=== Extracted data ===
----

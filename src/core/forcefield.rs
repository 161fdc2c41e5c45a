//! Forcefield: positionierte Kugel, deren Oberfläche Bezier-Kontrollpunkte liefert.

use super::EditError;
use glam::Vec3;

/// Kugelförmiges Forcefield mit Position und Durchmesser
#[derive(Debug, Clone, PartialEq)]
pub struct Forcefield {
    /// Eindeutige ID
    pub id: u64,
    /// Mittelpunkt in Weltkoordinaten
    pub position: Vec3,
    /// Durchmesser (immer > 0)
    diameter: f32,
}

impl Forcefield {
    /// Standard-Durchmesser neuer Forcefields.
    pub const DEFAULT_DIAMETER: f32 = 20.0;

    /// Erstellt ein Forcefield. Lehnt nicht-positive Durchmesser ab.
    pub fn new(id: u64, position: Vec3, diameter: f32) -> Result<Self, EditError> {
        validate_diameter(diameter)?;
        Ok(Self {
            id,
            position,
            diameter,
        })
    }

    /// Aktueller Durchmesser
    pub fn diameter(&self) -> f32 {
        self.diameter
    }

    /// Halber Durchmesser
    pub fn radius(&self) -> f32 {
        self.diameter * 0.5
    }

    /// Setzt den Durchmesser; ungültige Werte lassen das Forcefield unverändert.
    pub fn set_diameter(&mut self, diameter: f32) -> Result<(), EditError> {
        validate_diameter(diameter)?;
        self.diameter = diameter;
        Ok(())
    }
}

fn validate_diameter(diameter: f32) -> Result<(), EditError> {
    if diameter.is_finite() && diameter > 0.0 {
        Ok(())
    } else {
        Err(EditError::InvalidDiameter(diameter))
    }
}
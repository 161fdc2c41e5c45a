//! UI-Layer mit egui: Menü, Properties-Panel, Statusleiste, Optionen-Dialog.
//!
//! Keyboard-Shortcuts und Viewport-Input sind in eigene Dateien extrahiert.
//! Alle Komponenten lesen den AppState nur und liefern `AppIntent`s.

pub mod input;
mod keyboard;
pub mod menu;
pub mod options_dialog;
pub mod properties;
pub mod status;

pub use input::InputState;
pub use menu::render_menu;
pub use options_dialog::show_options_dialog;
pub use properties::render_properties_panel;
pub use status::render_status_bar;
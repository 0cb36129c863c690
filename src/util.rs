/// Formats the elapsed clock the way the header shows it: whole and tenth
/// seconds, e.g. 2300 ms -> "2.3s".
pub fn format_elapsed(ms: u64) -> String {
    format!("{}.{}s", ms / 1000, (ms % 1000) / 100)
}

/// Parses the point-count field. Digits only; empty or malformed input
/// yields None, which disables starting a round.
pub fn parse_count(input: &str) -> Option<u32> {
    if input.is_empty() || !input.chars().all(|c| c.is_ascii_digit()) {
        return None;
    }
    input.parse().ok()
}
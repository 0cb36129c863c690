use clap::{error::ErrorKind, CommandFactory, Parser};
use crossterm::{
    event::{
        DisableMouseCapture, EnableMouseCapture, KeyCode, KeyModifiers, MouseButton,
        MouseEventKind,
    },
    execute,
    terminal::{disable_raw_mode, enable_raw_mode, EnterAlternateScreen, LeaveAlternateScreen},
    tty::IsTty,
};
use punkt::{
    config::{Config, ConfigStore, FileConfigStore},
    game::{ClickOutcome, TICK_RATE_MS},
    runtime::{schedule_hide, CrosstermEventSource, FixedTicker, GameEvent, Runner},
    ui, App, Cli,
};
use ratatui::{
    backend::{Backend, CrosstermBackend},
    Terminal,
};
use std::{
    error::Error,
    io::{self, stdin},
    time::Duration,
};

fn main() -> Result<(), Box<dyn Error>> {
    let cli = Cli::parse();

    if !stdin().is_tty() {
        let mut cmd = Cli::command();
        cmd.error(ErrorKind::Io, "stdin must be a tty").exit();
    }

    let store = FileConfigStore::new();
    let number_of_points = cli.points.unwrap_or_else(|| store.load().number_of_points);

    enable_raw_mode()?;

    let mut stdout = io::stdout();
    execute!(stdout, EnterAlternateScreen, EnableMouseCapture)?;
    let backend = CrosstermBackend::new(stdout);
    let mut terminal = Terminal::new(backend)?;

    let mut app = App::new(number_of_points);
    let result = start_tui(&mut terminal, &mut app);

    // Remember the last configured count for the next launch
    let _ = store.save(&Config {
        number_of_points: app.game.marker_count(),
    });

    disable_raw_mode()?;
    execute!(terminal.backend_mut(), LeaveAlternateScreen, DisableMouseCapture)?;
    terminal.show_cursor()?;

    result
}

fn start_tui<B: Backend>(terminal: &mut Terminal<B>, app: &mut App) -> Result<(), Box<dyn Error>> {
    let events = CrosstermEventSource::new();
    let runner = Runner::new(events, FixedTicker::new(Duration::from_millis(TICK_RATE_MS)));

    loop {
        terminal.draw(|f| ui::draw(app, f))?;

        match runner.step() {
            GameEvent::Tick => app.game.on_tick(),
            GameEvent::Resize => {}
            GameEvent::Hide { round_seq, id } => {
                app.game.apply_hide(round_seq, id);
            }
            GameEvent::Mouse(mouse) => {
                if let MouseEventKind::Down(MouseButton::Left) = mouse.kind {
                    if let Some(id) = ui::marker_at(app, mouse.column, mouse.row) {
                        match app.game.click(id) {
                            ClickOutcome::Advanced | ClickOutcome::Won => {
                                schedule_hide(runner.sender(), app.game.round_seq(), id);
                            }
                            ClickOutcome::Lost | ClickOutcome::Ignored => {}
                        }
                    }
                }
            }
            GameEvent::Key(key) => match key.code {
                KeyCode::Esc => break,
                KeyCode::Char('c') if key.modifiers.contains(KeyModifiers::CONTROL) => break,
                KeyCode::Enter => {
                    app.restart();
                }
                KeyCode::Backspace => app.pop_count_digit(),
                KeyCode::Char(c) if c.is_ascii_digit() => app.push_count_digit(c),
                KeyCode::Char('r') => {
                    app.restart();
                }
                KeyCode::Char('q') => break,
                _ => {}
            },
        }
    }

    Ok(())
}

----

=== Work order ===
From the records above, copy each line where the word "KeyModifiers" can be found.

=== Task solution ===
        DisableMouseCapture, EnableMouseCapture, KeyCode, KeyModifiers, MouseButton,
                KeyCode::Char('c') if key.modifiers.contains(KeyModifiers::CONTROL) => break,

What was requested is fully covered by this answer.